Yale Medicine Magazine, 2004 - Spring


Human subjects research: when is use of a placebo ethical?

There are several standard drug therapies that can help prevent vertebral fractures in some women with osteoporosis, a potentially serious problem associated with a condition common among aging women. A pharmaceutical company asked me to design and direct a study of a new medication that shows promise of preventing fractures in many more women. I designed the study to compare the new drug with placebo, in which neither the clinician nor the patient would know whether she was receiving the drug or a pill having no effect. Based on statistical analysis, the proposed trial could not show the new drug’s effectiveness until the number of new fractures in the placebo group exceeded by 150 the number in the group receiving the new drug.

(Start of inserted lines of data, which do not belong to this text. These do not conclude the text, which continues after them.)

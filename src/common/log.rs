use tracing_subscriber::layer::SubscriberExt;
use tracing_subscriber::util::SubscriberInitExt;
use tracing_subscriber::EnvFilter;
use tracing_tree::HierarchicalLayer;

/// Install the global tracing subscriber for the binary.
///
/// Filtering comes from `RUST_LOG`; without it only warnings and errors are
/// shown.
pub fn init_logging() {
    let filter = EnvFilter::try_from_default_env().unwrap_or_else(|_| EnvFilter::new("warn"));
    tracing_subscriber::registry()
        .with(filter)
        .with(
            HierarchicalLayer::new(2)
                .with_targets(true)
                .with_indent_lines(true),
        )
        .init();
}
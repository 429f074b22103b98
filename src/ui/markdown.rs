//! Minimal markdown rendering for task summaries and expositions.
//!
//! Inline text is escaped, soft line breaks become `<br>`, and bare URLs are
//! linkified. Block text additionally wraps paragraphs (separated by blank
//! lines) in `<p>` tags.

use once_cell::sync::Lazy;
use regex::Regex;

static URL_RE: Lazy<Regex> = Lazy::new(|| Regex::new(r"https?://[^\s<]+").unwrap());

pub fn inline(text: &str) -> String {
    let escaped = escape(text);
    let linked = URL_RE.replace_all(&escaped, r#"<a href="$0">$0</a>"#);
    linked.replace('\n', "<br>\n")
}

pub fn block(text: &str) -> String {
    text.split("\n\n")
        .filter(|paragraph| !paragraph.trim().is_empty())
        .map(|paragraph| format!("<p>{}</p>\n", inline(paragraph.trim_end())))
        .collect()
}

fn escape(text: &str) -> String {
    let mut out = String::with_capacity(text.len());
    for ch in text.chars() {
        match ch {
            '&' => out.push_str("&amp;"),
            '<' => out.push_str("&lt;"),
            '>' => out.push_str("&gt;"),
            '"' => out.push_str("&quot;"),
            _ => out.push(ch),
        }
    }
    out
}
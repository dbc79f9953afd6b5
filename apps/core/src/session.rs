use serde::{Deserialize, Serialize};

use crate::classifier::{classify, Classification, TriggerConfig};
use crate::config::Config;
use crate::fuzzy::filter_candidates;
use crate::model::{Bookmark, HistoryItem, ResultCategory, Tab};

/// Source of the records the palette lists.
pub trait BrowserData {
    fn tabs(&self) -> Vec<Tab>;
    fn bookmarks(&self) -> Vec<Bookmark>;
    fn history(&self) -> Vec<HistoryItem>;
}

#[derive(Debug, Clone, Default, PartialEq, Serialize, Deserialize)]
pub struct StaticBrowserData {
    #[serde(default)]
    pub tabs: Vec<Tab>,
    #[serde(default)]
    pub bookmarks: Vec<Bookmark>,
    #[serde(default)]
    pub history: Vec<HistoryItem>,
}

impl BrowserData for StaticBrowserData {
    fn tabs(&self) -> Vec<Tab> {
        self.tabs.clone()
    }

    fn bookmarks(&self) -> Vec<Bookmark> {
        self.bookmarks.clone()
    }

    fn history(&self) -> Vec<HistoryItem> {
        self.history.clone()
    }
}

#[derive(Debug, Clone, PartialEq, Serialize, Deserialize)]
pub struct QueryOutcome {
    pub query: String,
    pub classification: Classification,
    pub tabs: Vec<Tab>,
    pub bookmarks: Vec<Bookmark>,
    pub history: Vec<HistoryItem>,
}

/// Classifies `query` and, in default-search mode, filters the three lists.
///
/// An empty query lists every tab and clears bookmarks and history. Only
/// history is capped. Other modes leave all lists empty.
pub fn evaluate_query(
    query: &str,
    triggers: &TriggerConfig,
    data: &dyn BrowserData,
    limits: &Config,
) -> QueryOutcome {
    let classification = classify(query, triggers);
    let mut outcome = QueryOutcome {
        query: query.to_string(),
        classification,
        tabs: Vec::new(),
        bookmarks: Vec::new(),
        history: Vec::new(),
    };

    if let Classification::DefaultSearch { query_text } = &outcome.classification {
        if query_text.trim().is_empty() {
            outcome.tabs = data.tabs();
        } else {
            outcome.tabs = filter_candidates(query_text, &data.tabs());
            outcome.bookmarks = filter_candidates(query_text, &data.bookmarks());
            outcome.history = filter_candidates(query_text, &data.history());
            outcome.history.truncate(limits.max_history_results as usize);
        }
    }

    outcome
}

#[derive(Debug, Clone, PartialEq, Eq, Serialize, Deserialize)]
#[serde(tag = "kind", rename_all = "snake_case")]
pub enum OpenTarget {
    Tab { tab_id: i64, window_id: i64 },
    Url { url: String },
}

/// Palette state between keystrokes.
#[derive(Debug, Clone)]
pub struct Session {
    last_seq: Option<u64>,
    outcome: Option<QueryOutcome>,
    category: ResultCategory,
    selected_index: usize,
}

impl Default for Session {
    fn default() -> Self {
        Self {
            last_seq: None,
            outcome: None,
            category: ResultCategory::Tabs,
            selected_index: 0,
        }
    }
}

impl Session {
    /// Installs `outcome` unless a newer sequence number was already applied.
    /// Returns whether the outcome was accepted.
    pub fn apply(&mut self, seq: u64, outcome: QueryOutcome) -> bool {
        if self.last_seq.is_some_and(|last| seq < last) {
            return false;
        }
        self.last_seq = Some(seq);
        self.outcome = Some(outcome);
        self.selected_index = 0;
        true
    }

    pub fn outcome(&self) -> Option<&QueryOutcome> {
        self.outcome.as_ref()
    }

    pub fn category(&self) -> ResultCategory {
        self.category
    }

    pub fn selected_index(&self) -> usize {
        self.selected_index
    }

    pub fn set_category(&mut self, category: ResultCategory) {
        self.category = category;
        self.selected_index = 0;
    }

    pub fn cycle_category(&mut self) -> ResultCategory {
        self.set_category(self.category.next());
        self.category
    }

    pub fn move_selection(&mut self, direction: i32) -> usize {
        self.selected_index =
            next_selection_index(self.selected_index, self.active_len(), direction);
        self.selected_index
    }

    pub fn selected_target(&self) -> Option<OpenTarget> {
        let outcome = self.outcome.as_ref()?;
        match self.category {
            ResultCategory::Tabs => outcome.tabs.get(self.selected_index).map(|tab| {
                OpenTarget::Tab {
                    tab_id: tab.id,
                    window_id: tab.window_id,
                }
            }),
            ResultCategory::Bookmarks => outcome
                .bookmarks
                .get(self.selected_index)
                .and_then(|bookmark| bookmark.url.clone())
                .map(|url| OpenTarget::Url { url }),
            ResultCategory::History => outcome
                .history
                .get(self.selected_index)
                .map(|item| OpenTarget::Url {
                    url: item.url.clone(),
                }),
        }
    }

    fn active_len(&self) -> usize {
        let Some(outcome) = self.outcome.as_ref() else {
            return 0;
        };
        match self.category {
            ResultCategory::Tabs => outcome.tabs.len(),
            ResultCategory::Bookmarks => outcome.bookmarks.len(),
            ResultCategory::History => outcome.history.len(),
        }
    }
}

fn next_selection_index(current: usize, len: usize, direction: i32) -> usize {
    if len == 0 {
        return 0;
    }

    let max = len - 1;
    if direction < 0 {
        current.saturating_sub(1).min(max)
    } else if direction > 0 {
        (current + 1).min(max)
    } else {
        current.min(max)
    }
}

#[cfg(test)]
mod tests {
    use super::next_selection_index;

    #[test]
    fn selection_index_bounds_are_stable() {
        assert_eq!(next_selection_index(0, 0, 1), 0);
        assert_eq!(next_selection_index(0, 3, -1), 0);
        assert_eq!(next_selection_index(1, 3, -1), 0);
        assert_eq!(next_selection_index(1, 3, 1), 2);
        assert_eq!(next_selection_index(2, 3, 1), 2);
        assert_eq!(next_selection_index(1, 3, 0), 1);
        assert_eq!(next_selection_index(5, 3, 0), 2);
    }
}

Our hospital’s institutional review board, or IRB, rejected the study, claiming it would be unethical to treat patients with a placebo when there are standard therapies that are known to be at least partially effective. The review board suggested that, instead of placebo, we give the control group one of the standard therapies. I disagreed because most women who have osteoporosis do not receive such treatment, particularly when they have no symptoms. (The women to be recruited for this study will have no symptoms of osteoporosis.) Furthermore, most vertebral fractures complicating osteoporosis have no symptoms, and the women who have such fractures often don’t even know it; it’s not as if they have serious pain or disability. Moreover, it will still be necessary to continue the trial until the number of new fractures in the control group exceeds by 150 the number in the group receiving the new drug. The same number of women will experience this injury; it will just take a lot longer to reach that number. In other words, there would be a substantial loss in efficiency of the trial with no compensating benefit. Was the review board’s action right in this case?

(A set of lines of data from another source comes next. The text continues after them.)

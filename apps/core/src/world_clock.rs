use chrono::{DateTime, NaiveDateTime, TimeDelta, Timelike, Utc};
use serde::{Deserialize, Serialize};

use crate::model::TimeZone;

const WORK_HOURS: std::ops::RangeInclusive<u32> = 9..=18;

/// Offsets in use worldwide run from UTC-12 to UTC+14.
pub const OFFSET_RANGE: std::ops::RangeInclusive<f64> = -12.0..=14.0;

#[derive(Debug, Clone, PartialEq, Eq, Serialize, Deserialize)]
pub struct ZoneTime {
    pub id: String,
    pub name: String,
    pub time: String,
    pub date: String,
    pub work_time: bool,
}

#[derive(Debug, Clone, PartialEq, Eq, Serialize, Deserialize)]
pub struct RegionClock {
    pub region: String,
    pub zones: Vec<ZoneTime>,
}

/// Shifts `now` by a fractional hour offset. `None` when the offset cannot
/// be represented.
pub fn local_time(now: DateTime<Utc>, offset_hours: f64) -> Option<NaiveDateTime> {
    let offset_secs = offset_hours * 3600.0;
    if !offset_secs.is_finite() || offset_secs.abs() > i64::MAX as f64 {
        return None;
    }
    let delta = TimeDelta::try_seconds(offset_secs.round() as i64)?;
    now.naive_utc().checked_add_signed(delta)
}

pub fn zone_time(now: DateTime<Utc>, zone: &TimeZone) -> Result<ZoneTime, String> {
    let local = local_time(now, zone.offset)
        .ok_or_else(|| format!("time zone '{}' has unusable offset {}", zone.id, zone.offset))?;
    Ok(ZoneTime {
        id: zone.id.clone(),
        name: zone.name.clone(),
        time: local.format("%H:%M:%S").to_string(),
        date: local.format("%b %-d, %Y").to_string(),
        work_time: WORK_HOURS.contains(&local.hour()),
    })
}

/// Groups zones by region, regions in first-seen order.
pub fn world_clock(now: DateTime<Utc>, zones: &[TimeZone]) -> Result<Vec<RegionClock>, String> {
    let mut regions: Vec<RegionClock> = Vec::new();
    for zone in zones {
        let entry = zone_time(now, zone)?;
        match regions.iter_mut().find(|r| r.region == zone.region) {
            Some(region) => region.zones.push(entry),
            None => regions.push(RegionClock {
                region: zone.region.clone(),
                zones: vec![entry],
            }),
        }
    }
    Ok(regions)
}
use std::fs::{self, File, OpenOptions};
use std::io::Write;
use std::path::{Path, PathBuf};
use std::sync::{Mutex, OnceLock};
use std::time::{SystemTime, UNIX_EPOCH};

const LOG_FILE_NAME: &str = "spotlight.log";
const ARCHIVE_PREFIX: &str = "spotlight-";
const MAX_LOG_BYTES: u64 = 1_000_000;
const MAX_ARCHIVES: usize = 5;

static LOGGER: OnceLock<Logger> = OnceLock::new();
static PANIC_HOOK_INSTALLED: OnceLock<()> = OnceLock::new();

struct Logger {
    file: Mutex<File>,
}

pub fn logs_dir() -> PathBuf {
    crate::config::stable_app_data_dir().join("logs")
}

pub fn init() -> Result<(), std::io::Error> {
    init_in(&logs_dir())
}

/// Opens (rotating first if oversized) the log file inside `log_dir`.
pub fn init_in(log_dir: &Path) -> Result<(), std::io::Error> {
    fs::create_dir_all(log_dir)?;
    let log_path = log_dir.join(LOG_FILE_NAME);
    rotate_if_needed(&log_path, log_dir)?;

    let file = OpenOptions::new()
        .create(true)
        .append(true)
        .open(&log_path)?;

    let _ = LOGGER.set(Logger {
        file: Mutex::new(file),
    });

    install_panic_hook();
    Ok(())
}

pub fn info(message: &str) {
    write_line("INFO", message);
}

pub fn warn(message: &str) {
    write_line("WARN", message);
}

pub fn error(message: &str) {
    write_line("ERROR", message);
}

fn write_line(level: &str, message: &str) {
    let Some(logger) = LOGGER.get() else {
        return;
    };
    let Ok(mut file) = logger.file.lock() else {
        return;
    };

    let ts = now_secs();
    let line = format!("[{ts}] [{level}] {message}\n");
    let _ = file.write_all(line.as_bytes());
    let _ = file.flush();
}

fn now_secs() -> u64 {
    SystemTime::now()
        .duration_since(UNIX_EPOCH)
        .map(|d| d.as_secs())
        .unwrap_or(0)
}

fn rotate_if_needed(log_path: &Path, log_dir: &Path) -> Result<(), std::io::Error> {
    let meta = match fs::metadata(log_path) {
        Ok(meta) => meta,
        Err(err) if err.kind() == std::io::ErrorKind::NotFound => return Ok(()),
        Err(err) => return Err(err),
    };

    if meta.len() < MAX_LOG_BYTES {
        return Ok(());
    }

    let stamp = now_secs();
    let archived = log_dir.join(format!("{ARCHIVE_PREFIX}{stamp}.log"));
    fs::rename(log_path, archived)?;
    prune_old_archives(log_dir)?;
    Ok(())
}

fn prune_old_archives(log_dir: &Path) -> Result<(), std::io::Error> {
    let mut archives = fs::read_dir(log_dir)?
        .filter_map(|entry| entry.ok())
        .map(|entry| entry.path())
        .filter(|path| {
            path.file_name()
                .and_then(|n| n.to_str())
                .map(|n| n.starts_with(ARCHIVE_PREFIX) && n.ends_with(".log"))
                .unwrap_or(false)
        })
        .collect::<Vec<_>>();

    archives.sort();
    while archives.len() > MAX_ARCHIVES {
        if let Some(oldest) = archives.first() {
            let _ = fs::remove_file(oldest);
        }
        archives.remove(0);
    }
    Ok(())
}

fn install_panic_hook() {
    let _ = PANIC_HOOK_INSTALLED.get_or_init(|| {
        let prior = std::panic::take_hook();
        std::panic::set_hook(Box::new(move |panic_info| {
            let location = panic_info
                .location()
                .map(|l| format!("{}:{}", l.file(), l.line()))
                .unwrap_or_else(|| "unknown".to_string());
            let payload = panic_info
                .payload()
                .downcast_ref::<&str>()
                .map(|s| (*s).to_string())
                .or_else(|| panic_info.payload().downcast_ref::<String>().cloned())
                .unwrap_or_else(|| "panic payload unavailable".to_string());
            error(&format!("panic at {location}: {payload}"));
            prior(panic_info);
        }));
    });
}
use serde::{Deserialize, Serialize};

#[derive(Debug, Clone, Serialize, Deserialize, PartialEq, Eq)]
#[serde(rename_all = "camelCase")]
pub struct Tab {
    pub id: i64,
    pub window_id: i64,
    pub title: String,
    pub url: String,
    #[serde(default, skip_serializing_if = "Option::is_none")]
    pub fav_icon_url: Option<String>,
}

#[derive(Debug, Clone, Serialize, Deserialize, PartialEq, Eq)]
#[serde(rename_all = "camelCase")]
pub struct Bookmark {
    pub id: String,
    pub title: String,
    #[serde(default, skip_serializing_if = "Option::is_none")]
    pub url: Option<String>,
    #[serde(default, skip_serializing_if = "Option::is_none")]
    pub date_added: Option<i64>,
}

#[derive(Debug, Clone, Serialize, Deserialize, PartialEq)]
#[serde(rename_all = "camelCase")]
pub struct HistoryItem {
    pub id: String,
    pub url: String,
    pub title: String,
    pub last_visit_time: f64,
    pub visit_count: u32,
}

/// Anything the palette lists and filters by its title and URL.
pub trait Candidate {
    fn title(&self) -> &str;
    fn url(&self) -> Option<&str>;

    /// Text handed to the matcher. Title and URL are joined by a newline so
    /// tokens (which never contain whitespace) cannot straddle the two.
    fn haystack(&self) -> String {
        match self.url() {
            Some(url) if !url.is_empty() => format!("{}\n{}", self.title(), url),
            _ => self.title().to_string(),
        }
    }
}

impl Candidate for Tab {
    fn title(&self) -> &str {
        &self.title
    }

    fn url(&self) -> Option<&str> {
        Some(&self.url)
    }
}

impl Candidate for Bookmark {
    fn title(&self) -> &str {
        &self.title
    }

    fn url(&self) -> Option<&str> {
        self.url.as_deref()
    }
}

impl Candidate for HistoryItem {
    fn title(&self) -> &str {
        &self.title
    }

    fn url(&self) -> Option<&str> {
        Some(&self.url)
    }
}

#[derive(Debug, Clone, Serialize, Deserialize, PartialEq, Eq)]
pub struct CustomSearch {
    pub keyword: String,
    pub url: String,
    pub name: String,
}

impl CustomSearch {
    pub fn new(keyword: &str, url: &str, name: &str) -> Self {
        Self {
            keyword: keyword.to_string(),
            url: url.to_string(),
            name: name.to_string(),
        }
    }

    /// Fills the first `%s` placeholder with the percent-encoded term.
    pub fn search_url(&self, term: &str) -> Option<String> {
        let term = term.trim();
        if term.is_empty() {
            return None;
        }
        let encoded = urlencoding::encode(term);
        Some(self.url.replacen("%s", &encoded, 1))
    }
}

#[derive(Debug, Clone, Serialize, Deserialize, PartialEq)]
pub struct TimeZone {
    pub id: String,
    pub name: String,
    pub region: String,
    /// Hours east of UTC; fractional offsets such as 5.5 are allowed.
    pub offset: f64,
}

impl TimeZone {
    pub fn new(id: &str, name: &str, region: &str, offset: f64) -> Self {
        Self {
            id: id.to_string(),
            name: name.to_string(),
            region: region.to_string(),
            offset,
        }
    }
}

#[derive(Debug, Clone, Copy, PartialEq, Eq, Serialize, Deserialize)]
#[serde(rename_all = "snake_case")]
pub enum ResultCategory {
    Tabs,
    Bookmarks,
    History,
}

impl ResultCategory {
    pub fn next(self) -> Self {
        match self {
            Self::Tabs => Self::Bookmarks,
            Self::Bookmarks => Self::History,
            Self::History => Self::Tabs,
        }
    }

    pub fn as_str(self) -> &'static str {
        match self {
            Self::Tabs => "tabs",
            Self::Bookmarks => "bookmarks",
            Self::History => "history",
        }
    }

    pub fn parse(value: &str) -> Option<Self> {
        match value.trim().to_ascii_lowercase().as_str() {
            "tabs" | "tab" => Some(Self::Tabs),
            "bookmarks" | "bookmark" => Some(Self::Bookmarks),
            "history" => Some(Self::History),
            _ => None,
        }
    }
}

#[cfg(test)]
mod tests {
    use super::{Bookmark, Candidate, CustomSearch, ResultCategory};

    #[test]
    fn search_url_encodes_term_into_placeholder() {
        let engine = CustomSearch::new("google", "https://www.google.com/search?q=%s", "Google");
        assert_eq!(
            engine.search_url(" hello world ").as_deref(),
            Some("https://www.google.com/search?q=hello%20world")
        );
        assert!(engine.search_url("   ").is_none());
    }

    #[test]
    fn bookmark_folder_haystack_is_title_only() {
        let folder = Bookmark {
            id: "1".into(),
            title: "Work".into(),
            url: None,
            date_added: None,
        };
        assert_eq!(folder.haystack(), "Work");
    }

    #[test]
    fn category_cycles_through_all_lists() {
        assert_eq!(ResultCategory::Tabs.next(), ResultCategory::Bookmarks);
        assert_eq!(ResultCategory::Bookmarks.next(), ResultCategory::History);
        assert_eq!(ResultCategory::History.next(), ResultCategory::Tabs);
    }
}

As chair of the Human Investigation Committee at the School of Medicine for 30 years until 2000, Professor of Medicine Robert J. Levine, M.D., HS ’63, was called upon to review hundreds of applications for testing new therapies. He is the author of the widely used book Ethics and Regulation of Clinical Research and founding editor of the journal IRB: A Review of Human Subjects Research. He agrees with the review board’s decision. “When a therapy known to be effective already exists, even if only partially beneficial, and withholding the effective standard may result in serious complications, it is unethical to use placebo.”

Levine suggests that the physician consider an alternative study using what he terms an “add-on” design for the trial. This is possible when a new drug acts by a different mechanism than the standard drugs currently used in medical practice. In osteoporosis, one of the standard therapies, a combination of vitamin D and calcium, is partially effective in the prevention of new fractures, according to Levine. Since vitamin D/calcium works differently in the body than the new drug, he believes it would be appropriate to give this combination to all patients and also give half of the patients the new drug and the other half the placebo. “In this way,” he says, “the trial has the advantages of being a placebo-controlled study without depriving the women of a known, partially effective therapy.” Although it will still be necessary to continue the trial until the number of new fractures in the control group exceeds by 150 the number in the group receiving the new drug, Levine believes the loss of efficiency will be compensated by the therapeutic benefits to the participants getting the placebo. “If I were on that IRB, I would approve such a study.”